HOW TO COMPLETE THIS TASK: Please restate each entry exactly, without skipping any.

Segment Open

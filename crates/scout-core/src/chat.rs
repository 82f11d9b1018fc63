use async_trait::async_trait;
use serde::{Deserialize, Serialize};

use crate::error::ScoutError;
use crate::message::Message;
use crate::tool::{ToolCall, ToolDefinition};

/// How the model is allowed to use the declared tools.
#[derive(Debug, Clone, PartialEq, Serialize, Deserialize)]
pub enum ToolChoice {
    Auto,
    Required,
    None,
    Specific(String),
}

/// A request to a chat model: full message history plus tool schemas.
#[derive(Debug, Clone)]
pub struct ChatRequest {
    pub messages: Vec<Message>,
    pub tools: Vec<ToolDefinition>,
    pub tool_choice: Option<ToolChoice>,
}

impl ChatRequest {
    pub fn new(messages: Vec<Message>) -> Self {
        Self {
            messages,
            tools: Vec::new(),
            tool_choice: None,
        }
    }

    pub fn with_tools(mut self, tools: Vec<ToolDefinition>) -> Self {
        self.tools = tools;
        self
    }

    pub fn with_tool_choice(mut self, choice: ToolChoice) -> Self {
        self.tool_choice = Some(choice);
        self
    }
}

/// Token accounting reported by the provider, when available.
#[derive(Debug, Clone, Copy, PartialEq, Eq, Serialize, Deserialize)]
pub struct TokenUsage {
    pub prompt_tokens: u32,
    pub completion_tokens: u32,
    pub total_tokens: u32,
}

/// The model's reply: either plain text or text plus tool-call requests.
#[derive(Debug, Clone)]
pub struct ChatResponse {
    pub message: Message,
    pub usage: Option<TokenUsage>,
}

impl ChatResponse {
    /// Tool calls requested by this response, empty for a final answer.
    pub fn tool_calls(&self) -> &[ToolCall] {
        self.message.tool_calls()
    }
}

/// An opaque chat-completion collaborator.
///
/// Given history and tool schemas, returns either a final answer message or
/// one carrying structured tool-call requests. Implementations must not
/// panic on provider errors; they return [`ScoutError::Model`].
#[async_trait]
pub trait ChatModel: Send + Sync {
    async fn chat(&self, request: ChatRequest) -> Result<ChatResponse, ScoutError>;
}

Segment Closed

EXERCISE RESULT:
filename crates/scout-core/src/chat.rs
repository 82f11d9b1018fc63
use async_trait::async_trait;
use serde::{Deserialize, Serialize};

use crate::error::ScoutError;
use crate::message::Message;
use crate::tool::{ToolCall, ToolDefinition};

/// How the model is allowed to use the declared tools.
#[derive(Debug, Clone, PartialEq, Serialize, Deserialize)]
pub enum ToolChoice {
    Auto,
    Required,
    None,
    Specific(String),
}

/// A request to a chat model: full message history plus tool schemas.
#[derive(Debug, Clone)]
pub struct ChatRequest {
    pub messages: Vec<Message>,
    pub tools: Vec<ToolDefinition>,
    pub tool_choice: Option<ToolChoice>,
}

impl ChatRequest {
    pub fn new(messages: Vec<Message>) -> Self {
        Self {
            messages,
            tools: Vec::new(),
            tool_choice: None,
        }
    }

    pub fn with_tools(mut self, tools: Vec<ToolDefinition>) -> Self {
        self.tools = tools;
        self
    }

    pub fn with_tool_choice(mut self, choice: ToolChoice) -> Self {
        self.tool_choice = Some(choice);
        self
    }
}

/// Token accounting reported by the provider, when available.
#[derive(Debug, Clone, Copy, PartialEq, Eq, Serialize, Deserialize)]
pub struct TokenUsage {
    pub prompt_tokens: u32,
    pub completion_tokens: u32,
    pub total_tokens: u32,
}

/// The model's reply: either plain text or text plus tool-call requests.
#[derive(Debug, Clone)]
pub struct ChatResponse {
    pub message: Message,
    pub usage: Option<TokenUsage>,
}

impl ChatResponse {
    /// Tool calls requested by this response, empty for a final answer.
    pub fn tool_calls(&self) -> &[ToolCall] {
        self.message.tool_calls()
    }
}

/// An opaque chat-completion collaborator.
///
/// Given history and tool schemas, returns either a final answer message or
/// one carrying structured tool-call requests. Implementations must not
/// panic on provider errors; they return [`ScoutError::Model`].
#[async_trait]
pub trait ChatModel: Send + Sync {
    async fn chat(&self, request: ChatRequest) -> Result<ChatResponse, ScoutError>;
}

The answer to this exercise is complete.